Consequently, unlike sets of conclusions respecting human conduct emerge, according as we are concerned with a state of habitual or occasional war, or are concerned with a state of permanent and general peace. Let us glance at these alternative states and the alternative implications.
§ 50. At present the individual man has to carry on his life with due regard to the lives of others belonging to the same society; while he is sometimes called on to be regardless of the lives of those belonging to other societies. The same mental constitution, having to fulfill both these requirements, is necessarily incongruous; and the correlative conduct, adjusted first to the one need and then to the other, cannot be brought within any consistent ethical system.
Hate and destroy your fellow-man is now the command; and then the command is, love and aid your fellow-man. Use every means to deceive, says the one code of conduct; while the other code says, be truthful in word and deed. Seize what property you can and burn all you cannot take away, are injunctions which the religion of enmity countenances; while by the religion of amity, theft and arson are condemned as crimes. And as conduct has to be made up of parts thus at variance with one another, the theory of conduct remains confused.
There co-exists a kindred irreconcilability between the sentiments answering to the forms of co-operation required for militancy and industrialism respectively. While social antagonisms are habitual, and while, for efficient action against other societies, there needs great subordination to men who command, the virtue of loyalty and the duty of implicit obedience have to be insisted on; disregard of the ruler's will is punished with death. But when war ceases to be chronic, and growing industrialism habituates men to maintaining their own claims while respecting the claims of others, loyalty becomes less profound, the authority of the ruler is questioned or denied in respect of various private actions and beliefs. State dictation is in many directions successfully defied, and the political independence of the citizen comes to be regarded as a claim which it is virtuous to maintain and vicious to yield up. Necessarily during the transition, these opposite sentiments are incongruously mingled.
So is it, too, with domestic institutions under the two régimes. While the first is dominant, ownership of a slave is honorable, and in the slave submission is praiseworthy; but as the last grows dominant, slave-owning becomes a crime and servile obedience excites contempt. Nor is it otherwise in the family. The subjection of women to men, complete while war is habitual but qualified as fast as peaceful occupations replace it, comes eventually to be thought wrong, and equality before the law is asserted. At the same time the opinion concerning paternal power changes. The once unquestioned right of the father to take his children's lives is denied, and the duty of absolute submission to him, long insisted on, is changed into the duty of obedience within reasonable limits.

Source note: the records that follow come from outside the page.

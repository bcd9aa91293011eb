use std::sync::Arc;

use anyhow::Context;
use clap::Parser;
use tracing_subscriber::EnvFilter;

use gort_api_rust::config::{self, AppConfig};
use gort_api_rust::dataaccess::MemoryDataAccess;
use gort_api_rust::middleware::spawn_request_logger;
use gort_api_rust::server::RestServer;
use gort_api_rust::telemetry;

#[derive(Parser)]
#[command(name = "gort-api-rust")]
#[command(about = "Gort REST API server")]
#[command(version)]
struct Cli {
    #[arg(long, help = "Address to listen on (overrides GORT_API_ADDR)")]
    addr: Option<String>,
}

#[tokio::main]
async fn main() -> anyhow::Result<()> {
    // Load .env if present so cargo run picks up GORT_* settings
    let _ = dotenvy::dotenv();

    tracing_subscriber::fmt()
        .with_env_filter(EnvFilter::try_from_default_env().unwrap_or_else(|_| EnvFilter::new("info")))
        .init();

    let cli = Cli::parse();

    let mut config: AppConfig = config::config().clone();
    if let Some(addr) = cli.addr {
        config.server.bind_addr = addr;
    }
    tracing::info!("Starting Gort API in {:?} mode", config.environment);

    let metrics = if config.telemetry.enable_metrics {
        telemetry::install_recorder().context("failed to install metrics recorder")?
    } else {
        telemetry::detached_handle()
    };

    let dal = Arc::new(MemoryDataAccess::new());
    let server = RestServer::build(dal, &config, metrics)
        .await
        .context("data access layer did not initialize")?;

    if config.server.enable_request_logging {
        spawn_request_logger(server.requests());
    }

    server.listen_and_serve(shutdown_signal()).await
}

async fn shutdown_signal() {
    if let Err(e) = tokio::signal::ctrl_c().await {
        tracing::error!("Failed to listen for shutdown signal: {}", e);
        std::future::pending::<()>().await;
    }
    tracing::info!("Shutdown signal received");
}
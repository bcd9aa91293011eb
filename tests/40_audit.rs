mod common;

use std::time::Duration;

use anyhow::{Context, Result};
use reqwest::StatusCode;

#[tokio::test]
async fn every_request_is_audited() -> Result<()> {
    const REQUESTS: usize = 16;

    let mut server = common::TestServer::spawn().await?;

    let mut statuses = Vec::new();
    let requests = (0..REQUESTS).map(|i| {
        let path = if i % 2 == 0 { "/v2/healthz" } else { "/v2/roles" };
        server.client.get(server.url(path)).send()
    });
    for res in futures::future::join_all(requests).await {
        let res = res?;
        statuses.push(res.status().as_u16());
        res.bytes().await?;
    }

    let mut recorded = Vec::new();
    for _ in 0..REQUESTS {
        let event = tokio::time::timeout(Duration::from_secs(5), server.events.recv())
            .await
            .context("request event not emitted")??;
        assert!(event.addr.starts_with("127.0.0.1:"), "unexpected addr {}", event.addr);
        assert_eq!(event.user_id, "-");
        assert!(event.request.ends_with("HTTP/1.1"), "unexpected request line {}", event.request);
        recorded.push(event.status);
    }

    statuses.sort_unstable();
    recorded.sort_unstable();
    assert_eq!(statuses, recorded);
    assert_eq!(recorded.iter().filter(|s| **s == StatusCode::UNAUTHORIZED.as_u16()).count(), REQUESTS / 2);

    server.stop().await
}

Were the ratio between the life of antagonism with alien societies, and the life of peaceful co-operation within each society, a constant ratio, some permanent compromise between the conflicting rules of conduct appropriate to the two lives might be reached. But since this ratio is a variable one, the compromise can never be more than temporary. Ever the tendency is toward congruity between beliefs and requirements. Either the social arrangements are gradually changed until they come into harmony with prevailing ideas and sentiments; or, if surrounding conditions prevent change in the social arrangements, the necessitated habits of life modify the prevailing ideas and sentiments to the requisite extent. Hence, for each kind and degree of social evolution determined by external conflict and internal friendship, there is an appropriate compromise between the moral code of enmity and the moral code of amity: not, indeed, a definable, consistent compromise, but a compromise fairly well understood.